Friday, August 24, 2012

So Why Do I Do This? Part 3

Warning: I'm in a bit of a melodramatic mood. I mean, it's been a pretty melodramatic and philosophical summer, so you have been forewarned.

As I sit here at the local Micky D's, taking advantage of the free Wi-Fi, my brain has turned to that question: why do people play RPGs? I mean, it's escapism, at best. I've gotten repeatedly warned of the bad mythology that shows up in Dungeons and Dragons all summer long, to the point to where it's pretty discouraging to even thinking about it. Why leave this world for another one, no matter how long?

Funny, that reminds me of a story... the late and great Jack "the King" Kirby did a lot of tours in his later years, visiting with people and talking to him about his art. One day he wound up at a library, where a bunch of people his age started looking at his exhibition. One of the older ladies walked up to him, and asked him why he always did fantasy, since it was obvious that none of this stuff had a basis in reality almost anywhere. Jack's response was essentially this: Trying to reflect on reality itself will get you a flipped image, and you won't actually see reality. It's only by trying to transcend what's real that we understand what reality is. 

OK, so that's not an exact quote, but it's pretty damn close to what he said. People look for experiences that help them hang on a little longer, that give them that oomph that they need to get through the rest of the day, hour, or minute. Hell, without those experiences life just doesn't move forward for me. You know the moments I'm talking about, right? Where nothing exists but that moment and what you're doing right then and there. Time stops, and you exist. For whatever reason time takes it's five minute break and you can enjoy not having it around for a little bit. I think it's called joy.

Well, that's what RPGs have always done for me. And considering that there's very few things in this world that this happens with, I figure that it's kinda imperative to keep doing it. Joy and timelessness are so rare in this world, and, as someone who doesn't just want to survive, I find that getting together with my friends, throwing dice, and making up a world between the bunch of us that, even though it's not real, is still impactful and meaningful. I mean, that's why we watch movies and plays and opera, right? Cause, even though it's not real, we all connect to it as if it is, and we're changed for the better. There's nothing better than the shared fiction of a group of friends.

1 comment:

  1. [to potentially redefine some of your terms:]

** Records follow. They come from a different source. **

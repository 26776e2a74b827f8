// SPDX-License-Identifier: AGPL-3.0-or-later
// SPDX-FileCopyrightText: 2025 Jonathan D.A. Jewell
//! Templates command - browse the template library

use super::Context;
use crate::template::Template;
use anyhow::Result;
use owo_colors::Style;

/// Run the templates command
pub fn run(ctx: &Context, id: Option<String>) -> Result<()> {
    match id {
        None => {
            let library = Template::library();
            println!("Templates ({}):", library.len());
            for template in &library {
                println!(
                    "  {:<18} {} [{}]",
                    ctx.paint(&template.id, Style::new().cyan()),
                    template.name,
                    template.category
                );
                println!("    {}", template.description);
            }
        }
        Some(id) => {
            let template = Template::find(&id)?;
            let tiers = template.tiers()?;

            println!("{} ({})", ctx.paint(&template.name, Style::new().bold()), template.id);
            println!("  {}", template.description);
            println!();
            println!("Core:");
            for (index, (node, tier)) in template.nodes.iter().zip(&tiers.core).enumerate() {
                println!("  [{}] tier {} {:<22} {}", index, tier, node.block_type, node.label);
            }
            for edge in &template.edges {
                println!("    {} -> {}", edge.source, edge.target);
            }

            if !template.ghost_nodes.is_empty() {
                println!("Suggested:");
                let offset = template.nodes.len();
                let ghosts = template.ghost_nodes.iter().zip(&tiers.ghost);
                for (index, (node, tier)) in ghosts.enumerate() {
                    println!(
                        "  [{}] tier {} {:<22} {}",
                        index + offset,
                        tier,
                        node.block_type,
                        ctx.paint(&node.label, Style::new().dimmed())
                    );
                }
                for edge in &template.ghost_edges {
                    println!("    {} -> {}", edge.source, edge.target);
                }
            }
        }
    }
    Ok(())
}
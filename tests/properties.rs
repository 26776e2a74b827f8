// SPDX-License-Identifier: AGPL-3.0-or-later
// SPDX-FileCopyrightText: 2025 Jonathan D.A. Jewell
//! Property tests: random edit sequences never break the graph

use dappcanvas::document;
use dappcanvas::graph::BlueprintSession;
use dappcanvas::layout::compute_tiers;
use dappcanvas::types::{NodeUpdate, Position};
use proptest::prelude::*;
use std::collections::HashSet;

#[derive(Debug, Clone)]
enum Op {
    AddNode(usize),
    RemoveNode(usize),
    AddEdge(usize, usize),
    RemoveEdge(usize),
    Move(usize, f64, f64),
}

const KINDS: &[&str] = &["erc20-stylus", "staking", "indexer", "frontend-scaffold", "custom"];

fn op() -> impl Strategy<Value = Op> {
    prop_oneof![
        3 => (0..KINDS.len()).prop_map(Op::AddNode),
        1 => any::<usize>().prop_map(Op::RemoveNode),
        4 => (any::<usize>(), any::<usize>()).prop_map(|(a, b)| Op::AddEdge(a, b)),
        1 => any::<usize>().prop_map(Op::RemoveEdge),
        1 => (any::<usize>(), -1e4..1e4f64, -1e4..1e4f64).prop_map(|(i, x, y)| Op::Move(i, x, y)),
    ]
}

fn pick(ids: &[String], index: usize) -> Option<String> {
    if ids.is_empty() {
        None
    } else {
        Some(ids[index % ids.len()].clone())
    }
}

fn apply(session: &mut BlueprintSession, op: &Op) {
    let node_ids: Vec<String> = session.nodes().iter().map(|n| n.id.clone()).collect();
    let edge_ids: Vec<String> = session.edges().iter().map(|e| e.id.clone()).collect();

    match op {
        Op::AddNode(kind) => {
            session.add_node(KINDS[*kind], Position::default(), None);
        }
        Op::RemoveNode(i) => {
            if let Some(id) = pick(&node_ids, *i) {
                session.remove_node(&id);
            }
        }
        Op::AddEdge(a, b) => {
            if let (Some(source), Some(target)) = (pick(&node_ids, *a), pick(&node_ids, *b)) {
                session.add_edge(&source, &target);
            }
        }
        Op::RemoveEdge(i) => {
            if let Some(id) = pick(&edge_ids, *i) {
                session.remove_edge(&id);
            }
        }
        Op::Move(i, x, y) => {
            if let Some(id) = pick(&node_ids, *i) {
                session.update_node(&id, NodeUpdate::position(Position::new(*x, *y)));
            }
        }
    }
}

proptest! {
    #[test]
    fn prop_edits_preserve_invariants(ops in prop::collection::vec(op(), 0..60)) {
        let mut session = BlueprintSession::new();
        let mut stamps = vec![session.blueprint().updated_at];

        for op in &ops {
            apply(&mut session, op);
            stamps.push(session.blueprint().updated_at);
        }

        let blueprint = session.blueprint();
        prop_assert!(document::validate(blueprint).is_ok());

        let node_ids: HashSet<&str> = blueprint.nodes.iter().map(|n| n.id.as_str()).collect();
        let mut pairs = HashSet::new();
        for edge in &blueprint.edges {
            prop_assert!(node_ids.contains(edge.source.as_str()));
            prop_assert!(node_ids.contains(edge.target.as_str()));
            prop_assert_ne!(&edge.source, &edge.target);
            prop_assert!(pairs.insert((edge.source.as_str(), edge.target.as_str())));
        }

        prop_assert!(stamps.windows(2).all(|w| w[0] <= w[1]));
        prop_assert!(blueprint.updated_at >= blueprint.created_at);
    }

    #[test]
    fn prop_export_import_round_trip(ops in prop::collection::vec(op(), 0..40)) {
        let mut session = BlueprintSession::new();
        for op in &ops {
            apply(&mut session, op);
        }

        let original = session.blueprint().clone();
        let mut restored = document::import(&session.export().unwrap()).unwrap();

        prop_assert!(restored.updated_at >= original.updated_at);
        restored.updated_at = original.updated_at;
        prop_assert_eq!(restored, original);
    }

    #[test]
    fn prop_tiers_respect_edges(
        node_count in 1usize..12,
        raw in prop::collection::vec((0usize..12, 0usize..12), 0..30),
    ) {
        // Only forward pairs, so the graph is a DAG
        let edges: Vec<(usize, usize)> = raw
            .into_iter()
            .map(|(a, b)| (a % node_count, b % node_count))
            .filter(|(a, b)| a < b)
            .collect();

        let tiers = compute_tiers(node_count, &edges).unwrap();

        for (source, target) in &edges {
            prop_assert!(tiers[*source] < tiers[*target]);
        }
        for (node, tier) in tiers.iter().enumerate() {
            if *tier > 0 {
                prop_assert!(edges.iter().any(|(s, t)| *t == node && tiers[*s] + 1 == *tier));
            }
        }
    }
}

    And thus it IS REAL. The elves and the kingdoms and the quests aren't "real" in one sense. In that sense they "don't exist". But then, neither do our memories, and our pasts that they live in.

    The past only exists in our minds. You can't point to it and say "Look, that happened three years ago." And in the same way, our fictional worlds cannot be pointed to.

    But, since most people WOULD argue that their pasts did happen, that their fondest memories do exist, I issue my counterpoint: Both memories and fictional worlds exist in the mind. And because we subjectively (as with everything) experience them, they are real to us. They are fundamentally part of our realities - alongside cause-effect, pattern recognition, and (triad).

    That joyful savoring of the moment, what is worth more than that? Surely it lies in that upper plane of Quality, alongside our highest convictions and most precious relationships.